_Task directions_. Reproduce the records below exactly as shown.

(Excerpts from a dataset)

....

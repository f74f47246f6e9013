//! Given steps for pull request linking BDD scenarios.

use super::world::{LinkWorld, task_gid};
use asana_pr_linker::linking::domain::{ProjectGid, ProjectRef, SectionGid, SectionRef};
use eyre::WrapErr;
use rstest_bdd_macros::given;

#[given(r#"an Asana project "{name}" with sections "{sections}""#)]
fn project_with_sections(
    world: &mut LinkWorld,
    name: String,
    sections: String,
) -> Result<(), eyre::Report> {
    let project_gid = world.allocate_gid();
    let mut seeded = Vec::new();
    for section_name in sections.split(',').map(str::trim) {
        let section_gid = world.allocate_gid();
        seeded.push(SectionRef::new(section_gid.clone(), section_name));
        world.sections.insert(
            (name.clone(), section_name.to_owned()),
            SectionGid::new(section_gid.as_str()),
        );
    }
    world
        .tracker
        .add_project(ProjectRef::new(project_gid.clone(), name.clone()), seeded)
        .wrap_err("seed project")?;
    world.projects.insert(name, ProjectGid::new(project_gid));
    Ok(())
}

#[given(r#"task "{gid}" sits in "{section}" of project "{project}""#)]
fn task_in_section(
    world: &mut LinkWorld,
    gid: String,
    section: String,
    project: String,
) -> Result<(), eyre::Report> {
    let task = task_gid(&gid)?;
    let project_gid = world.project(&project)?;
    let section_gid = world.section(&project, &section)?;
    world.tracker.add_task(task.clone()).wrap_err("seed task")?;
    world
        .tracker
        .add_membership(&task, &project_gid, Some(section_gid))
        .wrap_err("seed membership")?;
    Ok(())
}

#[given(r#"the pull request description links task "{gid}" after "{phrase}""#)]
fn description_links_task(world: &mut LinkWorld, gid: String, phrase: String) {
    world
        .body_lines
        .push(format!("{phrase} [Task {gid}](https://app.asana.com/0/0/{gid})"));
}

#[given(r#"the pull request description contains a malformed Asana link after "{phrase}""#)]
fn description_contains_malformed_link(world: &mut LinkWorld, phrase: String) {
    world
        .body_lines
        .push(format!("{phrase} [Broken](https://app.asana.com/1/999/task)"));
}

#[given(r#"the action targets section "{section}" of project "{project}""#)]
fn action_targets(
    world: &mut LinkWorld,
    section: String,
    project: String,
) -> Result<(), eyre::Report> {
    world.add_target(&project, &section)
}

#[given(r#"the comment template "{template}""#)]
fn comment_template(world: &mut LinkWorld, template: String) {
    world.set_comment(&template);
}

#[given("duplicate comment detection is enabled")]
fn duplicate_detection_enabled(world: &mut LinkWorld) {
    world.skip_duplicates();
}

#[given("failure propagation is enabled")]
fn failure_propagation_enabled(world: &mut LinkWorld) {
    world.config.propagate_failures = true;
}

#[given(r#"comments on task "{gid}" fail"#)]
fn comments_fail(world: &mut LinkWorld, gid: String) -> Result<(), eyre::Report> {
    world
        .tracker
        .fail_comments_for(task_gid(&gid)?)
        .wrap_err("inject comment failure")?;
    Ok(())
}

....

_Solution below_.
repository f74f47246f6e9013
//! Given steps for pull request linking BDD scenarios.

use super::world::{LinkWorld, task_gid};
use asana_pr_linker::linking::domain::{ProjectGid, ProjectRef, SectionGid, SectionRef};
use eyre::WrapErr;
use rstest_bdd_macros::given;

#[given(r#"an Asana project "{name}" with sections "{sections}""#)]
fn project_with_sections(
    world: &mut LinkWorld,
    name: String,
    sections: String,
) -> Result<(), eyre::Report> {
    let project_gid = world.allocate_gid();
    let mut seeded = Vec::new();
    for section_name in sections.split(',').map(str::trim) {
        let section_gid = world.allocate_gid();
        seeded.push(SectionRef::new(section_gid.clone(), section_name));
        world.sections.insert(
            (name.clone(), section_name.to_owned()),
            SectionGid::new(section_gid.as_str()),
        );
    }
    world
        .tracker
        .add_project(ProjectRef::new(project_gid.clone(), name.clone()), seeded)
        .wrap_err("seed project")?;
    world.projects.insert(name, ProjectGid::new(project_gid));
    Ok(())
}

#[given(r#"task "{gid}" sits in "{section}" of project "{project}""#)]
fn task_in_section(
    world: &mut LinkWorld,
    gid: String,
    section: String,
    project: String,
) -> Result<(), eyre::Report> {
    let task = task_gid(&gid)?;
    let project_gid = world.project(&project)?;
    let section_gid = world.section(&project, &section)?;
    world.tracker.add_task(task.clone()).wrap_err("seed task")?;
    world
        .tracker
        .add_membership(&task, &project_gid, Some(section_gid))
        .wrap_err("seed membership")?;
    Ok(())
}

#[given(r#"the pull request description links task "{gid}" after "{phrase}""#)]
fn description_links_task(world: &mut LinkWorld, gid: String, phrase: String) {
    world
        .body_lines
        .push(format!("{phrase} [Task {gid}](https://app.asana.com/0/0/{gid})"));
}

#[given(r#"the pull request description contains a malformed Asana link after "{phrase}""#)]
fn description_contains_malformed_link(world: &mut LinkWorld, phrase: String) {
    world
        .body_lines
        .push(format!("{phrase} [Broken](https://app.asana.com/1/999/task)"));
}

#[given(r#"the action targets section "{section}" of project "{project}""#)]
fn action_targets(
    world: &mut LinkWorld,
    section: String,
    project: String,
) -> Result<(), eyre::Report> {
    world.add_target(&project, &section)
}

#[given(r#"the comment template "{template}""#)]
fn comment_template(world: &mut LinkWorld, template: String) {
    world.set_comment(&template);
}

#[given("duplicate comment detection is enabled")]
fn duplicate_detection_enabled(world: &mut LinkWorld) {
    world.skip_duplicates();
}

#[given("failure propagation is enabled")]
fn failure_propagation_enabled(world: &mut LinkWorld) {
    world.config.propagate_failures = true;
}

#[given(r#"comments on task "{gid}" fail"#)]
fn comments_fail(world: &mut LinkWorld, gid: String) -> Result<(), eyre::Report> {
    world
        .tracker
        .fail_comments_for(task_gid(&gid)?)
        .wrap_err("inject comment failure")?;
    Ok(())
}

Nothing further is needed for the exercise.